Review: Peter and Alice

Review: Peter and Alice

In 1932 the real Alice in Wonderland met the real Peter Pan.

Peter and Alice, a new play by John Logan, imagines their meeting. What would the 80 year old Alice Liddell Hargreaves and the 30-something Peter Llewellyn Davies talk about?

About childhood, of course, about the inevitability of growing up, and about the role of adults in a child’s journey to adulthood.

It begins, though, with protestations from Alice, played beautifully by Judi Dench, that Peter – whom she does not yet realise was the inspiration for Peter Pan – is not interested in her but in the fictional character:

PETER: Mrs Hargreaves, I’ve been looking forward to meeting you.

ALICE: No, Mr Davies, I daresay you’ve been looking forward to meeting her.

There is of course a delicious irony in Dame Judi, known and loved by millions worldwide for her portrayal of characters from Titania to M, expressing the thoughts of an earlier ‘creation’. Just as Lewis Carroll gave Alice to the public – reshaped and reimagined according to his whim, so the Judi Dench we think we know is only the Judi given to us by writers, directors, costumiers and make-up artists. Her true self is as concealed behind the glittering lights just as Alice’s was between and behind the pages.
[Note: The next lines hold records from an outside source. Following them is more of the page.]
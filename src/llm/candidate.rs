//! Candidate queries proposed by the translator.

use serde::{Deserialize, Serialize};
use serde_json::json;

/// Token accounting reported by the LLM provider.
#[derive(Debug, Clone, Default, PartialEq, Eq, Serialize, Deserialize)]
pub struct UsageMetadata {
    /// Prompt/input tokens
    pub prompt_units: u32,

    /// Completion/output tokens
    pub completion_units: u32,

    /// Total tokens
    pub total_units: u32,
}

impl UsageMetadata {
    pub fn new(prompt_units: u32, completion_units: u32) -> Self {
        Self {
            prompt_units,
            completion_units,
            total_units: prompt_units + completion_units,
        }
    }
}

/// Translator output: a proposed query plus metadata. Untrusted.
///
/// When `is_blocked` is set, `query_text` is unusable regardless of content.
/// When `is_ambiguous` is set, `query_text` still carries a best-effort query
/// and `clarification` explains what was unclear.
#[derive(Debug, Clone, Default, Serialize, Deserialize)]
pub struct CandidateQuery {
    /// Restatement of what the user asked
    #[serde(default)]
    pub understood_question: String,

    /// Whether the question needs clarification
    #[serde(default)]
    pub is_ambiguous: bool,

    /// What clarification is needed, empty if not ambiguous
    #[serde(default)]
    pub clarification: String,

    /// Proposed SQL
    #[serde(default)]
    pub query_text: String,

    /// Plain English explanation of the query
    #[serde(default)]
    pub explanation: String,

    /// Column names the query is expected to return
    #[serde(default)]
    pub expected_columns: Vec<String>,

    /// Whether the translator refused the question
    #[serde(default)]
    pub is_blocked: bool,

    /// Why it refused, empty if not blocked
    #[serde(default)]
    pub block_reason: String,

    /// Provider token usage (filled from the response envelope)
    #[serde(default, skip_deserializing)]
    pub usage: UsageMetadata,
}

impl CandidateQuery {
    /// Candidate for a raw query supplied directly by the caller.
    pub fn raw(query_text: impl Into<String>) -> Self {
        Self {
            query_text: query_text.into(),
            ..Self::default()
        }
    }

    /// Clarification text, only when the candidate is ambiguous and says something.
    pub fn clarification_text(&self) -> Option<&str> {
        if self.is_ambiguous && !self.clarification.trim().is_empty() {
            Some(self.clarification.as_str())
        } else {
            None
        }
    }

    /// Blocked reason with a fallback when the translator left it empty.
    pub fn blocked_reason(&self) -> String {
        if self.block_reason.trim().is_empty() {
            "Question was blocked by guardrails".to_string()
        } else {
            self.block_reason.clone()
        }
    }

    /// JSON Schema every translator reply must satisfy.
    pub fn json_schema() -> serde_json::Value {
        json!({
            "type": "object",
            "properties": {
                "understood_question": {"type": "string"},
                "is_ambiguous": {"type": "boolean"},
                "clarification": {"type": "string"},
                "query_text": {"type": "string"},
                "explanation": {"type": "string"},
                "expected_columns": {"type": "array", "items": {"type": "string"}},
                "is_blocked": {"type": "boolean"},
                "block_reason": {"type": "string"}
            },
            "required": [
                "understood_question", "is_ambiguous", "clarification", "query_text",
                "explanation", "expected_columns", "is_blocked", "block_reason"
            ],
            "additionalProperties": false
        })
    }
}

#[cfg(test)]
mod tests {
    use super::*;

    #[test]
    fn test_deserialize_reply() {
        let body = r#"{
            "understood_question": "Bottom 5 stores by rating",
            "is_ambiguous": false,
            "clarification": "",
            "query_text": "SELECT 1",
            "explanation": "Selects one",
            "expected_columns": ["a"],
            "is_blocked": false,
            "block_reason": ""
        }"#;
        let candidate: CandidateQuery = serde_json::from_str(body).unwrap();
        assert_eq!(candidate.query_text, "SELECT 1");
        assert_eq!(candidate.explanation, "Selects one");
        assert_eq!(candidate.expected_columns, vec!["a"]);
        assert_eq!(candidate.usage, UsageMetadata::default());
    }

    #[test]
    fn test_clarification_only_when_ambiguous() {
        let mut candidate = CandidateQuery {
            clarification: "Which period?".into(),
            ..Default::default()
        };
        assert_eq!(candidate.clarification_text(), None);

        candidate.is_ambiguous = true;
        assert_eq!(candidate.clarification_text(), Some("Which period?"));
    }

    #[test]
    fn test_block_reason_fallback() {
        let candidate = CandidateQuery {
            is_blocked: true,
            ..Default::default()
        };
        assert_eq!(candidate.blocked_reason(), "Question was blocked by guardrails");
    }

    #[test]
    fn test_usage_total() {
        let usage = UsageMetadata::new(120, 30);
        assert_eq!(usage.total_units, 150);
    }
}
And this is a play about fantasy and reality, and which is which. Alice in Wonderland will be remembered – is remembered – long after Alice Hargreaves’ death, so which is the more real?

Peter and Alice feel that they were used against their wills in the creation of their more famous alter-egos, that somehow their respective authors broke the covenant that adults will shield and protect children and allow them to enjoy childhood unburdened by problems that are beyond their years.
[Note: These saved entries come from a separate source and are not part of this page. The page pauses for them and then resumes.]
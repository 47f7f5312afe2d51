//! Request lifecycle states.

use serde::{Deserialize, Serialize};
use std::fmt;

/// Non-terminal states a request passes through, in order.
#[derive(Debug, Clone, Copy, PartialEq, Eq, Serialize, Deserialize)]
pub enum PipelineState {
    Received,
    PolicyChecked,
    Translated,
    Validated,
    Executed,
    Diagnosed,
}

impl PipelineState {
    pub fn as_str(&self) -> &'static str {
        match self {
            Self::Received => "received",
            Self::PolicyChecked => "policy_checked",
            Self::Translated => "translated",
            Self::Validated => "validated",
            Self::Executed => "executed",
            Self::Diagnosed => "diagnosed",
        }
    }
}

impl fmt::Display for PipelineState {
    fn fmt(&self, f: &mut fmt::Formatter<'_>) -> fmt::Result {
        f.write_str(self.as_str())
    }
}

/// How a request ended. Every request ends in exactly one of these.
#[derive(Debug, Clone, Copy, PartialEq, Eq, Serialize, Deserialize)]
pub enum TerminalStatus {
    /// Prefilter matched, or the translator refused the question
    Blocked,
    TranslationFailed,
    /// Candidate query failed safety validation
    Rejected,
    /// Execution failed (timeout, operational or unknown error)
    Failed,
    Succeeded,
}

impl TerminalStatus {
    pub fn as_str(&self) -> &'static str {
        match self {
            Self::Blocked => "Blocked",
            Self::TranslationFailed => "TranslationFailed",
            Self::Rejected => "Rejected",
            Self::Failed => "Failed",
            Self::Succeeded => "Succeeded",
        }
    }

    pub fn is_success(&self) -> bool {
        matches!(self, Self::Succeeded)
    }
}

impl fmt::Display for TerminalStatus {
    fn fmt(&self, f: &mut fmt::Formatter<'_>) -> fmt::Result {
        f.write_str(self.as_str())
    }
}

#[cfg(test)]
mod tests {
    use super::*;

    #[test]
    fn test_names() {
        assert_eq!(PipelineState::PolicyChecked.to_string(), "policy_checked");
        assert_eq!(TerminalStatus::TranslationFailed.to_string(), "TranslationFailed");
        assert!(TerminalStatus::Succeeded.is_success());
        assert!(!TerminalStatus::Rejected.is_success());
    }

    #[test]
    fn test_serialized_form() {
        let json = serde_json::to_string(&TerminalStatus::Blocked).unwrap();
        assert_eq!(json, "\"Blocked\"");
    }
}
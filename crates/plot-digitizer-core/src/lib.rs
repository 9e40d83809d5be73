//! Core calibration and extraction pipeline for digitizing line plots.
//!
//! Given a grayscale plot image and a few `(data point, pixel location)`
//! correspondences, the pipeline
//! 1. fits a per-axis affine pixel/data transform,
//! 2. classifies background and curve gray levels from the histogram,
//! 3. blanks the axis strips left of and below the plot origin,
//! 4. reduces the curve pixels to one median sample per column, in data units.
//!
//! This crate does not depend on any concrete image codec; the
//! `plot-digitizer` crate adapts `image` buffers and provides the CLI.
//!
//! ```
//! use nalgebra::Point2;
//! use plot_digitizer_core::{digitize, GrayImage};
//!
//! let mut img = GrayImage::filled(20, 20, 255);
//! for x in 0..20 {
//!     img.set(x, 10, 0);
//! }
//! let data = [Point2::new(0.0, 0.0), Point2::new(1.0, 1.0)];
//! let pixel = [Point2::new(0.0, 19.0), Point2::new(19.0, 0.0)];
//! let trajectory = digitize(&img.view(), &data, &pixel).unwrap();
//! assert_eq!(trajectory.len(), 20);
//! ```

mod affine;
mod axis_mask;
mod error;
mod image;
mod intensity;
mod logger;
mod pipeline;
mod points;
mod trajectory;

pub use affine::{to_plot_frame, AffineTransform, Axis, MIN_CORRESPONDENCES};
pub use axis_mask::{mask_axes, AxisMask};
pub use error::{CalibrationError, ImageError, ParamsError, PointParseError};
pub use image::{GrayImage, GrayImageView};
pub use intensity::{
    classify_intensities, ClassifyError, IntensityClasses, IntensityHistogram, IntensityParams,
};
pub use pipeline::{
    complete_correspondences, digitize, DebugSink, DigitizeError, DigitizeResult,
    DigitizeWarning, Digitizer, DigitizerParams, NoDebug, PixelPointProvider, ProviderError,
};
pub use points::{parse_point, parse_points, Correspondences};
pub use trajectory::{
    extract_trajectory, foreground_columns, median_row, render_overlay, Trajectory,
    TrajectoryPoint,
};

#[cfg(feature = "tracing")]
pub use logger::init_tracing;

pub use logger::init_with_level;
The question of inappropriate sexual advances is raised, and both characters deny that they were physically molested but emotionally…well, that’s a different matter. Both feel that somehow they were asked to bear the weight of expectations they were not equipped to deal with. Their authors were lonely and shy, but lost their inhibitions around children and yet were still adults, with adult ways and adult preoccupations.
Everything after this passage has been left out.